[Records from a dataset]

==*==

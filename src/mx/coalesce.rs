use std::collections::HashMap;
use std::future::Future;
use std::sync::Arc;

use parking_lot::Mutex;
use tokio::sync::OnceCell;

struct Call<T> {
    result: OnceCell<T>,
}

/// Deduplicates concurrent work per key: every caller that arrives while a
/// call for the key is in flight waits for it and gets a clone of its result.
///
/// If the caller running the work is dropped, one of the waiters runs it
/// instead. A call with nobody left attached is removed right away.
pub(crate) struct Group<T> {
    calls: Mutex<HashMap<String, Arc<Call<T>>>>,
}

/// One caller's hold on a call; detaches on completion or drop.
struct Attached<'a, T> {
    group: &'a Group<T>,
    key: &'a str,
    call: Arc<Call<T>>,
}

impl<T> Drop for Attached<'_, T> {
    fn drop(&mut self) {
        let mut calls = self.group.calls.lock();
        let current = calls
            .get(self.key)
            .is_some_and(|call| Arc::ptr_eq(call, &self.call));
        // the map and this guard are the only holders when nobody else waits
        let idle = self.call.result.initialized() || Arc::strong_count(&self.call) == 2;
        if current && idle {
            calls.remove(self.key);
        }
    }
}

impl<T: Clone> Group<T> {
    pub(crate) fn new() -> Self {
        Self {
            calls: Mutex::new(HashMap::new()),
        }
    }

    pub(crate) async fn run<F, Fut>(&self, key: &str, work: F) -> T
    where
        F: FnOnce() -> Fut,
        Fut: Future<Output = T>,
    {
        let attached = Attached {
            group: self,
            key,
            call: self.join(key),
        };
        let result = attached.call.result.get_or_init(work).await.clone();
        drop(attached);
        result
    }

    fn join(&self, key: &str) -> Arc<Call<T>> {
        let mut calls = self.calls.lock();
        if let Some(call) = calls.get(key) {
            return Arc::clone(call);
        }
        let call = Arc::new(Call {
            result: OnceCell::new(),
        });
        calls.insert(key.to_owned(), Arc::clone(&call));
        call
    }

    /// Drops the record of a call for `key` so the next caller starts afresh.
    /// A call somebody is still running or awaiting is kept, so a key never
    /// has two executions at once.
    pub(crate) fn forget(&self, key: &str) {
        let mut calls = self.calls.lock();
        let idle = calls
            .get(key)
            .is_some_and(|call| Arc::strong_count(call) == 1 || call.result.initialized());
        if idle {
            calls.remove(key);
        }
    }

    #[cfg(test)]
    pub(crate) fn in_flight(&self) -> usize {
        self.calls.lock().len()
    }
}
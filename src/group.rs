//! The fixed SRP group shared by both parties: a large safe prime modulus
//! `N`, a generator `g`, and the multiplier constant `k`.
//!
//! `k` is a fixed small constant here, not the hash-derived `k = H(N || g)`
//! of later SRP revisions. Upgrading it would change the wire behaviour
//! (including the zero-key property of the shared-secret derivation), so the
//! original derivation is kept.

use crate::prime::is_likely_prime;

use num_bigint::BigUint;
use num_traits::{Num, Zero};
use rand::Rng;
use thiserror::Error;

/// The 1536-bit MODP prime (RFC 3526 group 5), the group used by the
/// original server. Generator 2, multiplier 3.
const MODP_1536_HEX: &str = "ffffffffffffffffc90fdaa22168c234c4c6628b80dc1cd129024\
    e088a67cc74020bbea63b139b22514a08798e3404ddef9519b3cd\
    3a431b302b0a6df25f14374fe1356d6d51c245e485b576625e7ec\
    6f44c42e9a637ed6b0bff5cb6f406b7edee386bfb5a899fa5ae9f\
    24117c4b1fe649286651ece45b3dc2007cb8a163bf0598da48361\
    c55d39a69163fa8fd24cf5f83655d23dca3ad961c62f356208552\
    bb9ed529077096966d670c354e4abc9804f1746c08ca237327fff\
    fffffffffffff";

#[derive(Debug, Clone, PartialEq, Eq, Error)]
pub enum GroupError {
    #[error("modulus is not a valid hex integer")]
    MalformedModulus,
    #[error("modulus failed the primality check")]
    ModulusNotPrime,
    #[error("generator must lie in [2, N-2]")]
    InvalidGenerator,
    #[error("multiplier must be nonzero")]
    InvalidMultiplier,
}

/// Immutable, process-wide group parameters. Safe to share read-only across
/// any number of concurrent sessions.
#[derive(Debug, Clone, PartialEq, Eq)]
pub struct GroupParameters {
    modulus: BigUint,
    generator: BigUint,
    multiplier: BigUint,
}

impl GroupParameters {
    /// The built-in group: 1536-bit MODP prime, `g = 2`, `k = 3`.
    pub fn modp_1536() -> Self {
        let modulus =
            BigUint::from_str_radix(MODP_1536_HEX, 16).expect("built-in modulus is valid hex");
        Self {
            modulus,
            generator: BigUint::from(2u64),
            multiplier: BigUint::from(3u64),
        }
    }

    /// Build a group from configuration, validating the modulus and
    /// generator. Validation failure is a fatal configuration error; it can
    /// never occur mid-session.
    pub fn new<R: Rng>(
        modulus: BigUint,
        generator: BigUint,
        multiplier: BigUint,
        rng: &mut R,
    ) -> Result<Self, GroupError> {
        if !is_likely_prime(&modulus, rng) {
            return Err(GroupError::ModulusNotPrime);
        }
        let two = BigUint::from(2u64);
        if generator < two || generator > &modulus - &two {
            return Err(GroupError::InvalidGenerator);
        }
        if multiplier.is_zero() {
            return Err(GroupError::InvalidMultiplier);
        }
        Ok(Self {
            modulus,
            generator,
            multiplier,
        })
    }

    /// Build a group from a hex-encoded modulus and small generator and
    /// multiplier constants.
    pub fn from_hex<R: Rng>(
        modulus_hex: &str,
        generator: u64,
        multiplier: u64,
        rng: &mut R,
    ) -> Result<Self, GroupError> {
        let modulus = BigUint::from_str_radix(modulus_hex, 16)
            .map_err(|_| GroupError::MalformedModulus)?;
        Self::new(
            modulus,
            BigUint::from(generator),
            BigUint::from(multiplier),
            rng,
        )
    }

    pub fn modulus(&self) -> &BigUint {
        &self.modulus
    }

    pub fn generator(&self) -> &BigUint {
        &self.generator
    }

    pub fn multiplier(&self) -> &BigUint {
        &self.multiplier
    }
}

#[cfg(test)]
mod tests {
    use super::*;

    use rand::{rngs::StdRng, SeedableRng};

    #[test]
    fn built_in_group_has_expected_constants() {
        let group = GroupParameters::modp_1536();

        assert_eq!(group.generator(), &BigUint::from(2u64));
        assert_eq!(group.multiplier(), &BigUint::from(3u64));
        assert_eq!(group.modulus().bits(), 1536);
    }

    #[test]
    fn built_in_modulus_passes_validation() {
        let built_in = GroupParameters::modp_1536();
        let mut rng = StdRng::from_seed([101; 32]);

        let validated = GroupParameters::new(
            built_in.modulus().clone(),
            built_in.generator().clone(),
            built_in.multiplier().clone(),
            &mut rng,
        );

        assert_eq!(validated, Ok(built_in));
    }

    #[test]
    fn composite_modulus_is_rejected() {
        let mut rng = StdRng::from_seed([101; 32]);

        let group = GroupParameters::new(
            BigUint::from(1024u64),
            BigUint::from(2u64),
            BigUint::from(3u64),
            &mut rng,
        );

        assert_eq!(group, Err(GroupError::ModulusNotPrime));
    }

    #[test]
    fn out_of_range_generator_is_rejected() {
        let mut rng = StdRng::from_seed([101; 32]);
        let modulus = BigUint::from(23u64);

        for generator in [0u64, 1, 22, 23, 100] {
            let group = GroupParameters::new(
                modulus.clone(),
                BigUint::from(generator),
                BigUint::from(3u64),
                &mut rng,
            );
            assert_eq!(group, Err(GroupError::InvalidGenerator));
        }
    }

    #[test]
    fn zero_multiplier_is_rejected() {
        let mut rng = StdRng::from_seed([101; 32]);

        let group = GroupParameters::new(
            BigUint::from(23u64),
            BigUint::from(2u64),
            BigUint::from(0u64),
            &mut rng,
        );

        assert_eq!(group, Err(GroupError::InvalidMultiplier));
    }

    #[test]
    fn malformed_modulus_hex_is_rejected() {
        let mut rng = StdRng::from_seed([101; 32]);

        let group = GroupParameters::from_hex("not-hex", 2, 3, &mut rng);

        assert_eq!(group, Err(GroupError::MalformedModulus));
    }
}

==*==

- Problem to solve -
Every line that holds the word "caller" should be copied from the records.

- Output below -
/// Deduplicates concurrent work per key: every caller that arrives while a
/// If the caller running the work is dropped, one of the waiters runs it
/// One caller's hold on a call; detaches on completion or drop.
    /// Drops the record of a call for `key` so the next caller starts afresh.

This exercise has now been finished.